К началу 70-х практически все регги-сорокапятки на оборотной стороне имели инструментальную версию. Версии, которые делал Кинг Табби, называли даб-версиями (dub-versions). Даб-микс Кинга Табби состоял в неожиданных включениях и выключениях дорожек, записанных на четырехдорожечной пленке. Реверберация или эхо (то есть эффект гулкого и пустого помещения или постоянно повторяющиеся, как будто бы отражающиеся от стен звуки) применялись к самым разным компонентам записи. Скажем, один удар бас-барабана мог вдруг начать дрожать и расплываться, а тарелка становилась суше и тоньше — на нее был натравлен фильтр. Раздавался громкий гитарный аккорд, потом возвращался бас, а вслед за ним — эхо аккорда, о котором все уже и забыли.

Иногда Кинг Табби колотил с размаху кулаком по ящику, обеспечивающему эхо-эффект, — получался характерный грохот. Еще один типичный даб-эффект — это spin: ускоренная перемотка пленки, которая продолжает скользить по звуковоспроизводящей головке магнитофона. Надо схватить рукой бобину и резко крутануть ее влево или вправо. А можно слегка притормозить, чтобы звук поплыл.

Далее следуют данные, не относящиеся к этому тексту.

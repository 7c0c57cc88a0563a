/*
 *  Copyright (C) 2025 Michael Bachmann
 *
 *  This program is free software: you can redistribute it and/or modify
 *  it under the terms of the GNU Affero General Public License as published by
 *  the Free Software Foundation, either version 3 of the License, or
 *  (at your option) any later version.
 *
 *  This program is distributed in the hope that it will be useful,
 *  but WITHOUT ANY WARRANTY; without even the implied warranty of
 *  MERCHANTABILITY or FITNESS FOR A PARTICULAR PURPOSE.  See the
 *  GNU Affero General Public License for more details.
 *
 *  You should have received a copy of the GNU Affero General Public License
 *  along with this program.  If not, see <https://www.gnu.org/licenses/>.
 */

//! Illustrative bridge driver CLI (`spec` §6: "exposed by the outer
//! program, not the core"). Wires `bridge::Connection` to a logging stub
//! transport/upstream pair, since the real AVM/NDI endpoints are explicitly
//! out-of-scope collaborators. Grounded on `bin/aes-vsc-sender.rs`'s
//! `clap::Parser` + `tokio_graceful_shutdown::Toplevel` + `miette::Result`
//! shape.

use cdi_rs::bridge::{Connection, Direction, wait_until_settled};
use cdi_rs::clock::PtpTimestamp;
use cdi_rs::config::{BaselineConfig, ConnectionConfig};
use cdi_rs::frame::FrameBody;
use cdi_rs::transport::{AvmTransport, CaptureEvent, StreamKind, TransportError, TxOutcome, UpstreamError, UpstreamMedia};
use clap::{Parser, ValueEnum};
use miette::{IntoDiagnostic, Result};
use std::path::PathBuf;
use std::sync::Arc;
use std::sync::atomic::{AtomicU64, Ordering};
use std::time::Duration;
use tokio_graceful_shutdown::{SubsystemBuilder, SubsystemHandle, Toplevel};
use tracing::info;

#[derive(Debug, Clone, Copy, PartialEq, Eq, ValueEnum)]
enum CliDirection {
    RxToTx,
    TxToRx,
}

impl From<CliDirection> for Direction {
    fn from(d: CliDirection) -> Self {
        match d {
            CliDirection::RxToTx => Direction::RxToTx,
            CliDirection::TxToRx => Direction::TxToRx,
        }
    }
}

/// `spec` §6's illustrative bridge CLI surface.
#[derive(Debug, Parser)]
#[command(name = "cdi-bridge")]
struct Args {
    /// Path to a YAML `ConnectionConfig` document.
    #[arg(long)]
    config: PathBuf,

    /// Selects RX (upstream → AVM sender) vs TX (AVM receiver → upstream).
    #[arg(long, value_enum)]
    direction: CliDirection,

    /// Use NDI-carried timestamps instead of synthesizing from the bridge clock.
    #[arg(long, env = "CDI_USE_NDI_TIMESTAMPS")]
    use_ndi_timestamps: bool,

    /// Logs every outgoing/incoming timestamp at debug level.
    #[arg(long)]
    log_timestamps: bool,

    /// Stop after this many payloads have passed through the connection.
    /// Runs until shutdown is requested when unset.
    #[arg(long)]
    num_transactions: Option<u64>,
}

#[tokio::main(flavor = "current_thread")]
async fn main() -> Result<()> {
    tracing_subscriber::fmt::init();
    let args = Args::parse();

    let result = Toplevel::new(move |s| async move {
        s.start(SubsystemBuilder::new("cdi-bridge", move |s| run(s, args)));
    })
    .catch_signals()
    .handle_shutdown_requests(Duration::from_secs(1))
    .await;

    result.into_diagnostic()
}

async fn run(subsys: SubsystemHandle, args: Args) -> Result<()> {
    let content = std::fs::read_to_string(&args.config).into_diagnostic()?;
    let mut config = ConnectionConfig::from_yaml(&content).into_diagnostic()?;
    config.use_ndi_timestamps = args.use_ndi_timestamps;

    let transport = Arc::new(LoggingTransport::new(args.log_timestamps, args.num_transactions));
    let upstream = Arc::new(LoggingUpstream::default());

    let handles = Connection::spawn(
        config,
        args.direction.into(),
        transport,
        upstream,
        PtpTimestamp {
            seconds: 0,
            nanoseconds: 0,
        },
    )?;

    let state = wait_until_settled(handles.state_rx.clone()).await;
    info!("connection settled at {state:?}");

    subsys.on_shutdown_requested().await;
    handles.api.stop().await;
    Ok(())
}

/// Logs every payload instead of touching real AVM hardware. Stands in for
/// the out-of-scope `TxCreate`/`RxCreate`/`TxPayload` collaborator (`spec`
/// §1).
struct LoggingTransport {
    log_timestamps: bool,
    sent: AtomicU64,
    limit: Option<u64>,
}

impl LoggingTransport {
    fn new(log_timestamps: bool, limit: Option<u64>) -> Self {
        LoggingTransport {
            log_timestamps,
            sent: AtomicU64::new(0),
            limit,
        }
    }
}

impl AvmTransport for LoggingTransport {
    fn tx_payload(
        &self,
        stream: StreamKind,
        _config: &BaselineConfig,
        timestamp: PtpTimestamp,
        payload: &[u8],
    ) -> Result<TxOutcome, TransportError> {
        let n = self.sent.fetch_add(1, Ordering::SeqCst) + 1;
        if self.log_timestamps {
            info!("tx {stream:?} ts={timestamp:?} bytes={}", payload.len());
        }
        if let Some(limit) = self.limit {
            if n > limit {
                return Ok(TxOutcome::QueueFull);
            }
        }
        Ok(TxOutcome::Sent)
    }

    fn rx_free_buffer(&self, _stream: StreamKind, _buffer: &[u8]) {}

    fn connection_destroy(&self) {
        info!("transport connection destroyed, {} payloads sent", self.sent.load(Ordering::SeqCst));
    }
}

/// Stands in for the out-of-scope upstream media source/sink.
#[derive(Default)]
struct LoggingUpstream;

impl UpstreamMedia for LoggingUpstream {
    fn capture(&self, timeout: Duration) -> Result<Option<CaptureEvent>, UpstreamError> {
        std::thread::sleep(timeout);
        Ok(None)
    }

    fn release_frame(&self, _body: &FrameBody) {}

    fn deliver(&self, body: FrameBody) {
        info!("delivered frame to upstream sink: {body:?}");
    }

    fn destroy(&self) {
        info!("upstream endpoint destroyed");
    }
}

Поначалу Кинг Табби просто повторял в своей студии то, что делал во время своих живых выступлений в качестве диджея, но когда он купил старый четырехдорожечный микшерный пульт, тут началось нечто, не имевшее аналогов в студийной практике.

Кинг Табби заменил движки микшерного пульта на тяжеленные ручки, которые скользили вверх-вниз почти без трения. Он постоянно усовершенствовал усилители, фильтры и ревербераторы, практически каждый день что-то улучшая. Его фильтры не просто отрезали часть спектра, но давали странный эффект: они изменяли частотную структуру звука. Выключатели на панелях его приборов реагировали на силу нажатия. Эти выключатели и движки на пульте приводили гостей студии — профессиональных продюсеров — в состояние транса. Студия Кинга Табби производила впечатление чего-то органического.

Кинг Табби в прямом смысле этого слова улучшал качество звучания приносимых ему пленок: если ему нужно было перезаписать одну из дорожек так, чтобы подчеркнуть какой-то звук, а вращением ручек на панели приборов этого невозможно было добиться, он с паяльником в руке вгрызался в электрические схемы своих фильтров. По отзывам очевидцев, Кинг Табби знал, как именно влияет на саунд каждая деталь в электрической схеме: каждое сопротивление, каждый конденсатор или транзистор.

Хотя это типичный пример красного словца, я не могу удержаться и не заявить: Кинг Табби ремонтировал не только радиоприемники и телевизоры. Он ремонтировал и студийные записи других продюсеров.

Кинг Табби был очень застенчивым, мягким и скромным человеком. Внешне он был невысок и лысоват. На фотографиях он часто изображен в короне, но Король Табби вовсе не был зазнайкой.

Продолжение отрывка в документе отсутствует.